Collected data
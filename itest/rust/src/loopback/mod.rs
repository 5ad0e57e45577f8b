/*
 * Copyright (c) godot-rust; Bromeon and contributors.
 * This Source Code Form is subject to the terms of the Mozilla Public
 * License, v. 2.0. If a copy of the MPL was not distributed with this
 * file, You can obtain one at https://mozilla.org/MPL/2.0/.
 */

//! In-process engine that implements the extension interface, so the bridge can be exercised without the real engine.
//!
//! It covers the classes and builtin methods that the bundled bindings declare: object lifetime with reference counts, a
//! small scene tree, metadata, native strings and containers, and extension classes with virtual dispatch. Everything the
//! extension prints through the interface is recorded, see [`take_log()`].

mod builtins;
mod classdb;
mod objects;
mod state;
mod variant;

use std::ffi::{c_char, c_void};

use gdbridge::sys;

pub use classdb::{call_virtual, is_class_registered};
pub use state::{live_native_count, live_object_count, take_errors, take_log, LogEntry, LogLevel};
pub use variant::variant_with_raw_type;

use state::record_log;

/// Stands in for the library pointer that the engine passes to the entry point.
static LIBRARY_TOKEN: u8 = 0;

/// Function table of the loopback engine.
pub fn interface() -> sys::GDExtensionInterface {
    use builtins as b;

    sys::GDExtensionInterface {
        version_major: 4,
        version_minor: 3,
        version_patch: 0,
        version_string: c"Loopback Engine v4.3.0".as_ptr(),

        print_error: Some(print_error),
        print_warning: Some(print_warning),

        variant_new_copy: Some(variant::variant_new_copy),
        variant_new_nil: Some(variant::variant_new_nil),
        variant_destroy: Some(variant::variant_destroy),
        variant_get_type: Some(variant::variant_get_type),
        variant_stringify: Some(variant::variant_stringify),
        get_variant_from_type_constructor: Some(variant::get_variant_from_type_constructor),
        get_variant_to_type_constructor: Some(variant::get_variant_to_type_constructor),
        variant_get_ptr_constructor: Some(variant::variant_get_ptr_constructor),
        variant_get_ptr_destructor: Some(variant::variant_get_ptr_destructor),
        variant_get_ptr_builtin_method: Some(b::variant_get_ptr_builtin_method),

        string_new_with_utf8_chars_and_len: Some(b::string_new_with_utf8_chars_and_len),
        string_to_utf8_chars: Some(b::string_to_utf8_chars),

        array_operator_index: Some(b::array_operator_index),
        array_operator_index_const: Some(b::array_operator_index_const),
        dictionary_operator_index: Some(b::dictionary_operator_index),
        dictionary_operator_index_const: Some(b::dictionary_operator_index_const),
        packed_byte_array_operator_index: Some(b::packed_byte_array_operator_index),
        packed_byte_array_operator_index_const: Some(b::packed_byte_array_operator_index_const),
        packed_int32_array_operator_index: Some(b::packed_int32_array_operator_index),
        packed_int32_array_operator_index_const: Some(b::packed_int32_array_operator_index_const),
        packed_int64_array_operator_index: Some(b::packed_int64_array_operator_index),
        packed_int64_array_operator_index_const: Some(b::packed_int64_array_operator_index_const),
        packed_float32_array_operator_index: Some(b::packed_float32_array_operator_index),
        packed_float32_array_operator_index_const: Some(b::packed_float32_array_operator_index_const),
        packed_float64_array_operator_index: Some(b::packed_float64_array_operator_index),
        packed_float64_array_operator_index_const: Some(b::packed_float64_array_operator_index_const),
        packed_string_array_operator_index: Some(b::packed_string_array_operator_index),
        packed_string_array_operator_index_const: Some(b::packed_string_array_operator_index_const),

        object_method_bind_ptrcall: Some(objects::object_method_bind_ptrcall),
        object_destroy: Some(objects::object_destroy),
        object_get_instance_id: Some(objects::object_get_instance_id),
        object_get_instance_from_id: Some(objects::object_get_instance_from_id),
        object_get_class_name: Some(classdb::object_get_class_name),
        object_cast_to: Some(classdb::object_cast_to),
        object_set_instance: Some(objects::object_set_instance),

        classdb_construct_object: Some(classdb::classdb_construct_object),
        classdb_get_method_bind: Some(classdb::classdb_get_method_bind),
        classdb_get_class_tag: Some(classdb::classdb_get_class_tag),
        classdb_register_extension_class: Some(classdb::classdb_register_extension_class),
        classdb_unregister_extension_class: Some(classdb::classdb_unregister_extension_class),
    }
}

unsafe extern "C" fn print_error(
    description: *const c_char,
    function: *const c_char,
    file: *const c_char,
    line: i32,
    _editor_notify: sys::GDExtensionBool,
) {
    record_log(log_entry(LogLevel::Error, description, function, file, line));
}

unsafe extern "C" fn print_warning(
    description: *const c_char,
    function: *const c_char,
    file: *const c_char,
    line: i32,
    _editor_notify: sys::GDExtensionBool,
) {
    record_log(log_entry(LogLevel::Warning, description, function, file, line));
}

unsafe fn log_entry(
    level: LogLevel,
    description: *const c_char,
    function: *const c_char,
    file: *const c_char,
    line: i32,
) -> LogEntry {
    let text = |ptr: *const c_char| {
        if ptr.is_null() {
            String::new()
        } else {
            sys::str_from_c(ptr).into_owned()
        }
    };

    LogEntry {
        level,
        message: text(description),
        function: text(function),
        file: text(file),
        line,
    }
}

// ----------------------------------------------------------------------------------------------------------------------------------------------
// Loading

/// A library whose entry point accepted the loopback interface.
pub struct LoadedLibrary {
    init: sys::GDExtensionInitialization,
}

impl LoadedLibrary {
    /// Level at which the library registers its classes.
    pub fn min_level(&self) -> sys::GDExtensionInitializationLevel {
        self.init.minimum_initialization_level
    }

    /// Initializes the library from its minimum level up to the editor level.
    pub fn initialize_levels(&self) {
        let Some(initialize) = self.init.initialize else {
            return;
        };

        for level in self.min_level()..=sys::GDEXTENSION_INITIALIZATION_EDITOR {
            // SAFETY: the entry point provided the callback together with its userdata.
            unsafe { initialize(self.init.userdata, level) };
        }
    }

    /// Deinitializes the library from the editor level down to its minimum level.
    pub fn deinitialize_levels(&self) {
        let Some(deinitialize) = self.init.deinitialize else {
            return;
        };

        for level in (self.min_level()..=sys::GDEXTENSION_INITIALIZATION_EDITOR).rev() {
            // SAFETY: see `initialize_levels()`.
            unsafe { deinitialize(self.init.userdata, level) };
        }
    }
}

// SAFETY: the userdata is whatever the library passes back to its own callbacks; the loopback engine never dereferences it.
unsafe impl Send for LoadedLibrary {}
unsafe impl Sync for LoadedLibrary {}

/// Runs an extension entry point against the loopback interface.
///
/// Returns `None` if the entry point rejected the interface, e.g. because methods could not be resolved. The reason is in the
/// log.
///
/// # Safety
/// `entry` must be an extension entry point, typically generated by `gdextension_entry!`. A process loads at most one library.
pub unsafe fn load_library(
    entry: unsafe extern "C" fn(
        *const sys::GDExtensionInterface,
        sys::GDExtensionClassLibraryPtr,
        *mut sys::GDExtensionInitialization,
    ) -> sys::GDExtensionBool,
) -> Option<LoadedLibrary> {
    let interface = interface();
    let library = sys::force_mut_ptr(&LIBRARY_TOKEN as *const u8).cast::<c_void>();

    let mut init = sys::GDExtensionInitialization {
        minimum_initialization_level: sys::GDEXTENSION_INITIALIZATION_CORE,
        userdata: std::ptr::null_mut(),
        initialize: None,
        deinitialize: None,
    };

    let accepted = entry(&interface, library, &mut init);
    sys::bool_from_sys(accepted).then_some(LoadedLibrary { init })
}

#[cfg(test)]
mod tests {
    use super::*;

    #[test]
    fn interface_is_complete() {
        let interface = interface();
        assert!(interface.print_error.is_some());
        assert!(interface.classdb_unregister_extension_class.is_some());

        // SAFETY: static string.
        let version = unsafe { sys::str_from_c(interface.version_string) };
        assert_eq!(version, "Loopback Engine v4.3.0");
    }

    #[test]
    fn variant_converters_cover_all_types() {
        for &ty in sys::VariantType::ALL {
            // SAFETY: only queries function pointers.
            unsafe {
                assert!(variant::get_variant_from_type_constructor(ty.sys()).is_some(), "{ty:?}");
                assert!(variant::get_variant_to_type_constructor(ty.sys()).is_some(), "{ty:?}");
            }
        }
    }

    #[test]
    fn engine_class_hierarchy() {
        assert_eq!(classdb::engine_parent("Resource"), Some("RefCounted"));
        assert_eq!(classdb::engine_parent("Object"), None);
        assert!(classdb::is_engine_class("Node2D"));
        assert!(!classdb::is_engine_class("Sprite2D"));
    }
}
/*
 * Copyright (c) godot-rust; Bromeon and contributors.
 * This Source Code Form is subject to the terms of the Mozilla Public
 * License, v. 2.0. If a copy of the MPL was not distributed with this
 * file, You can obtain one at https://mozilla.org/MPL/2.0/.
 */

//! Process-wide storage of the engine interface and the tables frozen at startup.
//!
//! Both are written exactly once, during library initialization, and read without locking afterwards.

use std::fmt;
use std::sync::OnceLock;

use crate as sys;
use crate::{BuiltinLifecycleTable, MethodLoaders, MethodSpec, MethodTable, MissingMethod};

struct GodotBinding {
    interface: sys::GDExtensionInterface,
    library: sys::GDExtensionClassLibraryPtr,
}

// SAFETY: the interface is a table of function pointers plus a pointer to a static version string, and the library pointer is an
// opaque token. Neither is mutated after initialization. Sharing the pointers is sound; whether a given engine function may be
// called from a given thread is the concern of the call site, which needs `unsafe` anyway.
unsafe impl Send for GodotBinding {}
unsafe impl Sync for GodotBinding {}

struct BridgeTables {
    lifecycle: BuiltinLifecycleTable,
    methods: MethodTable,
}

static BINDING: OnceLock<GodotBinding> = OnceLock::new();
static TABLES: OnceLock<BridgeTables> = OnceLock::new();

// ----------------------------------------------------------------------------------------------------------------------------------------------

/// Failure during library initialization. Aborts loading of the library.
#[derive(Clone, Eq, PartialEq, Debug)]
pub enum InitError {
    /// [`initialize()`] or [`load_tables()`] ran twice in the same process.
    AlreadyInitialized,

    /// Tables were requested before [`initialize()`].
    NotInitialized,

    MissingInterfaceFunction(&'static str),

    /// Builtin constructors, destructors or variant conversions the engine did not provide.
    MissingLifecycle(Vec<String>),

    /// Methods declared by the bindings that the engine does not know.
    MissingMethods(Vec<MissingMethod>),

    /// The same `(class, method)` pair was declared twice with different signatures.
    ConflictingMethod { class: &'static str, method: &'static str },
}

impl fmt::Display for InitError {
    fn fmt(&self, f: &mut fmt::Formatter<'_>) -> fmt::Result {
        match self {
            Self::AlreadyInitialized => f.write_str("bridge is already initialized in this process"),
            Self::NotInitialized => f.write_str("engine interface has not been bound"),
            Self::MissingInterfaceFunction(name) => {
                write!(f, "engine interface does not provide `{name}`")
            }
            Self::MissingLifecycle(entries) => {
                write!(f, "engine does not provide builtin lifecycle functions: {}", entries.join(", "))
            }
            Self::MissingMethods(methods) => {
                writeln!(
                    f,
                    "failed to resolve {} method(s); bindings and engine versions do not match:",
                    methods.len()
                )?;
                for method in methods {
                    writeln!(f, "  {method}")?;
                }
                Ok(())
            }
            Self::ConflictingMethod { class, method } => {
                write!(f, "method {class}::{method} is declared twice with different signatures")
            }
        }
    }
}

impl std::error::Error for InitError {}

// ----------------------------------------------------------------------------------------------------------------------------------------------

/// Binds the engine interface for this process.
///
/// # Safety
///
/// - `interface` must point to a valid [`GDExtensionInterface`](sys::GDExtensionInterface) whose function pointers stay valid
///   for the lifetime of the process.
/// - `library` must be the pointer given by the engine at initialization.
pub unsafe fn initialize(
    interface: *const sys::GDExtensionInterface,
    library: sys::GDExtensionClassLibraryPtr,
) -> Result<(), InitError> {
    let interface = *interface;

    let version = sys::str_from_c(interface.version_string);
    sys::out!("Initialize engine interface: {version}");

    BINDING
        .set(GodotBinding { interface, library })
        .map_err(|_| InitError::AlreadyInitialized)
}

/// Resolves all spec lists and the builtin lifecycle, then freezes them.
///
/// Runs once, after [`initialize()`]. On error, nothing is stored.
///
/// # Safety
/// The bound interface's function pointers must be valid.
pub unsafe fn load_tables(spec_lists: &[&'static [MethodSpec]]) -> Result<(), InitError> {
    let binding = BINDING.get().ok_or(InitError::NotInitialized)?;
    if TABLES.get().is_some() {
        return Err(InitError::AlreadyInitialized);
    }

    let lifecycle = BuiltinLifecycleTable::load(&binding.interface)?;
    let loaders = MethodLoaders::from_interface(&binding.interface)?;
    let methods = MethodTable::load(loaders, spec_lists)?;

    sys::out!("Loaded {} method binds", methods.len());
    TABLES
        .set(BridgeTables { lifecycle, methods })
        .map_err(|_| InitError::AlreadyInitialized)
}

/// Whether the engine interface is bound, i.e. engine calls are possible.
pub fn is_initialized() -> bool {
    BINDING.get().is_some()
}

/// Whether [`load_tables()`] completed.
pub fn tables_loaded() -> bool {
    TABLES.get().is_some()
}

/// # Panics
/// If the interface is not bound, e.g. in unit tests that run without an engine.
#[inline]
pub fn get_interface() -> &'static sys::GDExtensionInterface {
    &binding().interface
}

pub fn get_library() -> sys::GDExtensionClassLibraryPtr {
    binding().library
}

/// The frozen method table.
///
/// # Panics
/// If called before [`load_tables()`] completed.
#[inline]
pub fn method_table() -> &'static MethodTable {
    &tables().methods
}

#[inline]
pub fn builtin_lifecycle() -> &'static BuiltinLifecycleTable {
    &tables().lifecycle
}

fn binding() -> &'static GodotBinding {
    BINDING
        .get()
        .unwrap_or_else(|| panic!("engine not available; make sure you are not calling it from unit/doc tests"))
}

fn tables() -> &'static BridgeTables {
    TABLES
        .get()
        .unwrap_or_else(|| panic!("bridge tables not loaded; engine calls are only possible after library initialization"))
}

Try it: Report the number of lines in the entries where the word "Result" occurs, and add nothing else.

Answer: 3